Ideal conditions for eradication are when an introduction is in a Canadian waterbody that has no water connectivity.
Containment and/or eradication may not be feasible when an invasive species is introduced into a connected waterbody (like a river system) or open water environment (marine environment).
The Aquatic Invasive Species Regulations allow actions such as using pesticides and fishing to control or eradicate aquatic invasive species. Departments with authorization to do so include:
- Parks Canada
- Fisheries and Oceans Canada
- provincial and territorial departments with delegated authority
In addition, Fisheries and Oceans Canada can authorize the modification of a waterbody to control or eradicate aquatic invasive species. Modification can range from pulling out invasive plants to draining the waterbody entirely.
We developed a response framework for aquatic invasive species in Canada (CSAS ResDocs - 2010/114). It aims to guide federal and provincial authorities in their response plans and activities. It describes the process of a response, factors to consider and potential management options.
Sea lampreys are parasitic pests that feed on blood of other fishes. They attach themselves to their scales with their suction mouth and teeth and pierce a hole through their skin with their tongues. Native to the Atlantic Ocean, they invaded the Great Lakes through man-made shipping canals. Since then, they have had devastating impacts on the sport, commercial and Indigenous fisheries in the Great Lakes.

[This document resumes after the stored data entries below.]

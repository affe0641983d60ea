//! Agent profile database operations

use chrono::{DateTime, Utc};
use rusqlite::{OptionalExtension, Result as SqliteResult};

use super::super::Database;
use crate::models::AgentProfile;

const PROFILE_COLUMNS: &str = "handle, display_name, bio, profile_picture_url, cover_picture_url,
     life_goals, skills, life_context, system_prompt, creator_wallet_address, active, created_at";

impl Database {
    pub fn get_agent_profile(&self, handle: &str) -> SqliteResult<Option<AgentProfile>> {
        let conn = self.conn.lock().unwrap();

        conn.query_row(
            &format!("SELECT {} FROM agent_profiles WHERE handle = ?1", PROFILE_COLUMNS),
            [handle],
            map_profile_row,
        )
        .optional()
    }

    pub fn get_agent_profile_by_creator(
        &self,
        wallet_address: &str,
    ) -> SqliteResult<Option<AgentProfile>> {
        let conn = self.conn.lock().unwrap();

        conn.query_row(
            &format!(
                "SELECT {} FROM agent_profiles WHERE creator_wallet_address = ?1",
                PROFILE_COLUMNS
            ),
            [wallet_address],
            map_profile_row,
        )
        .optional()
    }

    /// Insert a profile. Fails with a constraint violation if the handle or
    /// the creator address is already taken - callers treat that as
    /// "already exists, re-read" rather than a hard failure.
    pub fn insert_agent_profile(&self, profile: &AgentProfile) -> SqliteResult<()> {
        let conn = self.conn.lock().unwrap();

        conn.execute(
            "INSERT INTO agent_profiles
                (handle, display_name, bio, profile_picture_url, cover_picture_url,
                 life_goals, skills, life_context, system_prompt,
                 creator_wallet_address, active, created_at)
             VALUES (?1, ?2, ?3, ?4, ?5, ?6, ?7, ?8, ?9, ?10, ?11, ?12)",
            rusqlite::params![
                profile.handle,
                profile.display_name,
                profile.bio,
                profile.profile_picture_url,
                profile.cover_picture_url,
                profile.life_goals,
                profile.skills,
                profile.life_context,
                profile.system_prompt,
                profile.creator_wallet_address,
                profile.active as i32,
                profile.created_at.to_rfc3339(),
            ],
        )?;

        Ok(())
    }

    /// Agents the scheduler iterates, oldest first, capped at `limit`
    pub fn list_active_agent_profiles(&self, limit: usize) -> SqliteResult<Vec<AgentProfile>> {
        let conn = self.conn.lock().unwrap();

        let mut stmt = conn.prepare(&format!(
            "SELECT {} FROM agent_profiles WHERE active = 1 ORDER BY created_at ASC LIMIT ?1",
            PROFILE_COLUMNS
        ))?;

        let profiles = stmt
            .query_map([limit as i64], map_profile_row)?
            .filter_map(|r| r.ok())
            .collect();

        Ok(profiles)
    }

    pub fn set_agent_active(&self, handle: &str, active: bool) -> SqliteResult<bool> {
        let conn = self.conn.lock().unwrap();
        let rows_affected = conn.execute(
            "UPDATE agent_profiles SET active = ?1 WHERE handle = ?2",
            rusqlite::params![active as i32, handle],
        )?;
        Ok(rows_affected > 0)
    }
}

fn map_profile_row(row: &rusqlite::Row) -> SqliteResult<AgentProfile> {
    let created_at_str: String = row.get(11)?;
    Ok(AgentProfile {
        handle: row.get(0)?,
        display_name: row.get(1)?,
        bio: row.get(2)?,
        profile_picture_url: row.get(3)?,
        cover_picture_url: row.get(4)?,
        life_goals: row.get(5)?,
        skills: row.get(6)?,
        life_context: row.get(7)?,
        system_prompt: row.get(8)?,
        creator_wallet_address: row.get(9)?,
        active: row.get::<_, i32>(10)? != 0,
        created_at: DateTime::parse_from_rfc3339(&created_at_str)
            .unwrap()
            .with_timezone(&Utc),
    })
}
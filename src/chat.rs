//! Chat responder.
//!
//! Stateless: one prompt in, one persona-voiced reply out. Multi-turn
//! memory, if wanted, is the caller's job to thread through the prompt.

use std::sync::Arc;

use crate::actions::persona_system_prompt;
use crate::ai::TextGenerator;
use crate::db::Database;
use crate::error::ApiError;

pub struct ChatResponder {
    db: Arc<Database>,
    generator: Arc<dyn TextGenerator>,
}

impl ChatResponder {
    pub fn new(db: Arc<Database>, generator: Arc<dyn TextGenerator>) -> Self {
        Self { db, generator }
    }

    /// Reply to `prompt` in the voice of `handle`'s persona
    pub async fn generate_response(&self, handle: &str, prompt: &str) -> Result<String, ApiError> {
        let profile = self
            .db
            .get_agent_profile(handle)?
            .ok_or_else(|| ApiError::NotFound(format!("Unknown agent: {}", handle)))?;

        let system = persona_system_prompt(&profile);
        self.generator.generate(&system, prompt).await
    }
}

#[cfg(test)]
mod tests {
    use super::*;
    use crate::models::AgentProfile;
    use async_trait::async_trait;
    use std::sync::Mutex;

    struct EchoGenerator {
        last_system: Mutex<Option<String>>,
    }

    #[async_trait]
    impl TextGenerator for EchoGenerator {
        async fn generate(&self, system: &str, prompt: &str) -> Result<String, ApiError> {
            *self.last_system.lock().unwrap() = Some(system.to_string());
            Ok(format!("reply to: {}", prompt))
        }
    }

    fn test_db() -> (Arc<Database>, tempfile::TempDir) {
        let dir = tempfile::tempdir().unwrap();
        let db = Arc::new(Database::new(dir.path().join("test.db").to_str().unwrap()).unwrap());
        (db, dir)
    }

    #[tokio::test]
    async fn test_unknown_handle_is_not_found() {
        let (db, _dir) = test_db();
        let responder = ChatResponder::new(
            db,
            Arc::new(EchoGenerator {
                last_system: Mutex::new(None),
            }),
        );

        let err = responder.generate_response("ghost", "hi").await.unwrap_err();
        assert!(matches!(err, ApiError::NotFound(_)));
    }

    #[tokio::test]
    async fn test_reply_uses_persona_system_prompt() {
        let (db, _dir) = test_db();
        let mut profile = AgentProfile::empty("ada", "Ada", None);
        profile.system_prompt = Some("You are Ada.".to_string());
        db.insert_agent_profile(&profile).unwrap();

        let generator = Arc::new(EchoGenerator {
            last_system: Mutex::new(None),
        });
        let responder = ChatResponder::new(db, generator.clone());

        let reply = responder.generate_response("ada", "hello").await.unwrap();
        assert_eq!(reply, "reply to: hello");
        assert_eq!(
            generator.last_system.lock().unwrap().as_deref(),
            Some("You are Ada.")
        );
    }
}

Canada and the United States jointly manage sea lamprey since 1955. A variety of methods are used to keep the population of sea lamprey in check. These include chemicals that selectively kill lamprey larvae and barriers and traps that prevent adult lampreys from moving upstream to spawn. Ongoing control efforts have reduced the sea lamprey population by 90%. Visit the sea lamprey mission page for more information about Fisheries and Oceans Canada’s involvement.
Smallmouth Bass is an invasive freshwater fish in certain parts of Canada and is listed in Schedule 3 of the Aquatic Invasive Species Regulations. Smallmouth Bass was first discovered in Miramichi Lake, New Brunswick, in 2008. Following a risk assessment, Fisheries and Oceans Canada (DFO), in collaboration with watershed groups and the province of New Brunswick, initiated a control program in 2009.

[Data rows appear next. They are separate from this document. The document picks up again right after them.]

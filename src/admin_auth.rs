//! Signed-challenge admin authentication.
//!
//! Admin requests prove control of the configured admin wallet: the server
//! issues a single-use nonce, the client signs the challenge message with
//! the wallet (EIP-191 personal sign), and the request carries
//! `{address, nonce, signature}`. Nothing secret is ever sent over the wire.

use std::collections::HashMap;
use std::sync::{Arc, Mutex};
use std::time::{Duration, Instant};

use ethers::types::{Address, Signature};
use uuid::Uuid;

use crate::cache::Clock;
use crate::error::ApiError;

/// Unconsumed nonces expire after this long
pub const CHALLENGE_TTL: Duration = Duration::from_secs(300);

/// The exact text the admin wallet signs
pub fn challenge_message(nonce: &str) -> String {
    format!("agent-chain admin challenge: {}", nonce)
}

/// In-memory single-use nonce store
pub struct ChallengeStore {
    nonces: Mutex<HashMap<String, Instant>>,
    ttl: Duration,
    clock: Arc<dyn Clock>,
}

impl ChallengeStore {
    pub fn new(ttl: Duration, clock: Arc<dyn Clock>) -> Self {
        Self {
            nonces: Mutex::new(HashMap::new()),
            ttl,
            clock,
        }
    }

    /// Issue a fresh nonce
    pub fn issue(&self) -> String {
        let nonce = Uuid::new_v4().to_string();
        let mut nonces = self.nonces.lock().unwrap();
        nonces.insert(nonce.clone(), self.clock.now());
        nonce
    }

    /// Consume a nonce. True exactly once per issued, unexpired nonce.
    pub fn consume(&self, nonce: &str) -> bool {
        let mut nonces = self.nonces.lock().unwrap();
        match nonces.remove(nonce) {
            Some(issued_at) => self.clock.now().duration_since(issued_at) < self.ttl,
            None => false,
        }
    }

    pub fn purge_expired(&self) {
        let now = self.clock.now();
        let mut nonces = self.nonces.lock().unwrap();
        nonces.retain(|_, issued_at| now.duration_since(*issued_at) < self.ttl);
    }
}

/// Verify an admin request: the nonce must be live, the signature must
/// recover to `address`, and `address` must be the configured admin.
pub fn verify_admin(
    store: &ChallengeStore,
    admin_address: Option<&str>,
    address: &str,
    nonce: &str,
    signature: &str,
) -> Result<(), ApiError> {
    let admin = admin_address
        .ok_or_else(|| ApiError::Unauthorized("Admin wallet not configured".to_string()))?;

    if address.to_lowercase() != admin {
        return Err(ApiError::Unauthorized("Not the admin wallet".to_string()));
    }

    if !store.consume(nonce) {
        return Err(ApiError::Unauthorized("Unknown or expired challenge".to_string()));
    }

    let signer: Address = address
        .parse()
        .map_err(|_| ApiError::Validation(format!("Invalid address: {}", address)))?;
    let signature: Signature = signature
        .parse()
        .map_err(|_| ApiError::Unauthorized("Malformed signature".to_string()))?;

    signature
        .verify(challenge_message(nonce), signer)
        .map_err(|_| ApiError::Unauthorized("Signature does not match admin wallet".to_string()))
}
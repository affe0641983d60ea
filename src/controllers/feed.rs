//! Recent-activity feeds: action events and tweets per handle.

use actix_web::{web, HttpResponse};
use serde::Deserialize;

use crate::error::ApiError;
use crate::AppState;

const DEFAULT_LIMIT: usize = 20;
const MAX_LIMIT: usize = 100;

pub fn config(cfg: &mut web::ServiceConfig) {
    cfg.service(web::resource("/api/agent-actions").route(web::get().to(agent_actions)));
    cfg.service(web::resource("/api/agent-tweets").route(web::get().to(agent_tweets)));
}

#[derive(Debug, Deserialize)]
struct FeedQuery {
    handle: Option<String>,
    limit: Option<usize>,
}

impl FeedQuery {
    fn handle(&self) -> Result<&str, ApiError> {
        self.handle
            .as_deref()
            .filter(|h| !h.trim().is_empty())
            .ok_or_else(|| ApiError::Validation("Missing handle".to_string()))
    }

    fn limit(&self) -> usize {
        self.limit.unwrap_or(DEFAULT_LIMIT).min(MAX_LIMIT)
    }
}

async fn agent_actions(
    state: web::Data<AppState>,
    query: web::Query<FeedQuery>,
) -> Result<HttpResponse, ApiError> {
    let events = state
        .db
        .list_action_events_for_handle(query.handle()?, query.limit())?;
    Ok(HttpResponse::Ok().json(serde_json::json!({
        "success": true,
        "actions": events,
    })))
}

async fn agent_tweets(
    state: web::Data<AppState>,
    query: web::Query<FeedQuery>,
) -> Result<HttpResponse, ApiError> {
    let tweets = state
        .db
        .list_tweets_for_handle(query.handle()?, query.limit())?;
    Ok(HttpResponse::Ok().json(serde_json::json!({
        "success": true,
        "tweets": tweets,
    })))
}

#[cfg(test)]
mod tests {
    use super::*;
    use crate::controllers::testing::test_state;
    use actix_web::{test, App};

    #[actix_web::test]
    async fn test_feeds_return_rows_newest_first() {
        let (state, _dir) = test_state(None);
        for i in 0..3 {
            state
                .db
                .insert_tweet("ada", &format!("post {}", i), None, None, None, None, "manual_post")
                .unwrap();
            state
                .db
                .insert_action_event("ada", None, "manual_post", &format!("post {}", i), None, "tweet")
                .unwrap();
        }
        let app = test::init_service(App::new().app_data(state.clone()).configure(config)).await;

        let tweets: serde_json::Value = test::call_and_read_body_json(
            &app,
            test::TestRequest::get()
                .uri("/api/agent-tweets?handle=ada&limit=2")
                .to_request(),
        )
        .await;
        assert_eq!(tweets["success"], true);
        assert_eq!(tweets["tweets"].as_array().unwrap().len(), 2);

        let actions: serde_json::Value = test::call_and_read_body_json(
            &app,
            test::TestRequest::get()
                .uri("/api/agent-actions?handle=ada")
                .to_request(),
        )
        .await;
        assert_eq!(actions["actions"].as_array().unwrap().len(), 3);
    }

    #[actix_web::test]
    async fn test_missing_handle_is_400() {
        let (state, _dir) = test_state(None);
        let app = test::init_service(App::new().app_data(state.clone()).configure(config)).await;

        let resp = test::call_service(
            &app,
            test::TestRequest::get().uri("/api/agent-actions").to_request(),
        )
        .await;
        assert_eq!(resp.status(), 400);
    }

    #[actix_web::test]
    async fn test_unknown_handle_is_empty_not_error() {
        let (state, _dir) = test_state(None);
        let app = test::init_service(App::new().app_data(state.clone()).configure(config)).await;

        let body: serde_json::Value = test::call_and_read_body_json(
            &app,
            test::TestRequest::get()
                .uri("/api/agent-tweets?handle=ghost")
                .to_request(),
        )
        .await;
        assert_eq!(body["success"], true);
        assert!(body["tweets"].as_array().unwrap().is_empty());
    }
}
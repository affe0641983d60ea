//! Database model modules - extends Database with domain-specific methods
//!
//! Each module adds `impl Database` blocks with methods for one table group.

mod action_events; // action_events (append-only audit log / activity feed)
mod agent_profiles; // agent_profiles
mod end_users; // end_users
mod saved_tweets; // saved_tweets (ingested timeline material)
mod tweets; // tweets
mod wallets; // wallets (custodial wallet records)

This control program aims to reduce the population and its impact on native species. Control activities include the removal of Smallmouth Bass using fyke nets, gill nets, beach seining and electrofishing by boat and backpack. In addition, a barrier fence is installed and maintained at the outlet of the lake to prevent the spread of Smallmouth Bass into the Southwest Miramichi River. These activities remain ongoing and take place each year from early May to the end of October.

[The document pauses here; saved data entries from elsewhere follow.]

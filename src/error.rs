//! Error taxonomy for the API.
//!
//! Every failure crossing an HTTP boundary is one of these variants, and
//! every endpoint serializes it to the canonical envelope
//! `{"success": false, "error": "..."}`.

use actix_web::http::StatusCode;
use actix_web::{HttpResponse, ResponseError};
use serde::Serialize;
use std::fmt;

#[derive(Debug, Clone, PartialEq, Eq)]
pub enum ApiError {
    /// Missing or malformed input. Never retried.
    Validation(String),
    /// Unknown handle/profile/resource. Never retried.
    NotFound(String),
    /// Bad secret key, bad admin signature, or missing auth token.
    Unauthorized(String),
    /// Too many requests; the client should back off.
    RateLimited(String),
    /// Database failure. Logged, not retried automatically.
    Persistence(String),
    /// Twitter-data / chain / generation provider failure.
    ExternalService(String),
}

impl ApiError {
    pub fn message(&self) -> &str {
        match self {
            ApiError::Validation(m)
            | ApiError::NotFound(m)
            | ApiError::Unauthorized(m)
            | ApiError::RateLimited(m)
            | ApiError::Persistence(m)
            | ApiError::ExternalService(m) => m,
        }
    }
}

impl fmt::Display for ApiError {
    fn fmt(&self, f: &mut fmt::Formatter<'_>) -> fmt::Result {
        write!(f, "{}", self.message())
    }
}

impl From<rusqlite::Error> for ApiError {
    fn from(e: rusqlite::Error) -> Self {
        ApiError::Persistence(format!("Database error: {}", e))
    }
}

/// Canonical error envelope shared by all endpoints
#[derive(Serialize)]
pub struct ErrorEnvelope {
    pub success: bool,
    pub error: String,
}

impl ResponseError for ApiError {
    fn status_code(&self) -> StatusCode {
        match self {
            ApiError::Validation(_) => StatusCode::BAD_REQUEST,
            ApiError::NotFound(_) => StatusCode::NOT_FOUND,
            ApiError::Unauthorized(_) => StatusCode::UNAUTHORIZED,
            ApiError::RateLimited(_) => StatusCode::TOO_MANY_REQUESTS,
            ApiError::Persistence(_) | ApiError::ExternalService(_) => {
                StatusCode::INTERNAL_SERVER_ERROR
            }
        }
    }

    fn error_response(&self) -> HttpResponse {
        if matches!(self, ApiError::Persistence(_) | ApiError::ExternalService(_)) {
            log::error!("{}", self.message());
        }
        HttpResponse::build(self.status_code()).json(ErrorEnvelope {
            success: false,
            error: self.message().to_string(),
        })
    }
}

#[cfg(test)]
mod tests {
    use super::*;

    #[test]
    fn test_status_codes() {
        assert_eq!(
            ApiError::Validation("x".into()).status_code(),
            StatusCode::BAD_REQUEST
        );
        assert_eq!(
            ApiError::NotFound("x".into()).status_code(),
            StatusCode::NOT_FOUND
        );
        assert_eq!(
            ApiError::Unauthorized("x".into()).status_code(),
            StatusCode::UNAUTHORIZED
        );
        assert_eq!(
            ApiError::RateLimited("x".into()).status_code(),
            StatusCode::TOO_MANY_REQUESTS
        );
        assert_eq!(
            ApiError::Persistence("x".into()).status_code(),
            StatusCode::INTERNAL_SERVER_ERROR
        );
        assert_eq!(
            ApiError::ExternalService("x".into()).status_code(),
            StatusCode::INTERNAL_SERVER_ERROR
        );
    }

    #[test]
    fn test_sqlite_error_maps_to_persistence() {
        let err: ApiError = rusqlite::Error::InvalidQuery.into();
        assert!(matches!(err, ApiError::Persistence(_)));
    }
}
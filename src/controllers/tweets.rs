//! Manual tweet posting.

use actix_web::{web, HttpResponse};
use serde::Deserialize;

use crate::error::ApiError;
use crate::models::MAX_TWEET_CHARS;
use crate::AppState;

const MANUAL_ACTION_TYPE: &str = "manual_post";

pub fn config(cfg: &mut web::ServiceConfig) {
    cfg.service(web::resource("/api/tweets/create").route(web::post().to(create_tweet)));
}

#[derive(Debug, Deserialize)]
struct CreateTweetRequest {
    handle: String,
    content: String,
    image_url: Option<String>,
}

async fn create_tweet(
    state: web::Data<AppState>,
    body: web::Json<CreateTweetRequest>,
) -> Result<HttpResponse, ApiError> {
    let content = body.content.trim();
    if content.is_empty() {
        return Err(ApiError::Validation("Tweet content is empty".to_string()));
    }
    if content.chars().count() > MAX_TWEET_CHARS {
        return Err(ApiError::Validation(format!(
            "Tweet content exceeds {} characters",
            MAX_TWEET_CHARS
        )));
    }

    if state.db.get_agent_profile(&body.handle)?.is_none() {
        return Err(ApiError::NotFound(format!("Unknown agent: {}", body.handle)));
    }

    let tweet = state.db.insert_tweet(
        &body.handle,
        content,
        body.image_url.as_deref(),
        None,
        None,
        None,
        MANUAL_ACTION_TYPE,
    )?;

    let extra_data = serde_json::json!({ "tweetId": tweet.id }).to_string();
    state.db.insert_action_event(
        &body.handle,
        None,
        MANUAL_ACTION_TYPE,
        content,
        Some(&extra_data),
        "tweet",
    )?;

    Ok(HttpResponse::Created().json(serde_json::json!({
        "success": true,
        "tweet": tweet,
    })))
}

In 2019, Smallmouth Bass was discovered in the Southwest Miramichi River, approximately 10 km downstream of Miramichi Lake. This recent discovery has triggered a response, in collaboration with several partners, to determine the extent of the distribution in the Southwest Miramichi River and to remove fish where possible. Activities to remove fish and determine the extent of spread included angling, electrofishing, gill netting and eDNA analysis.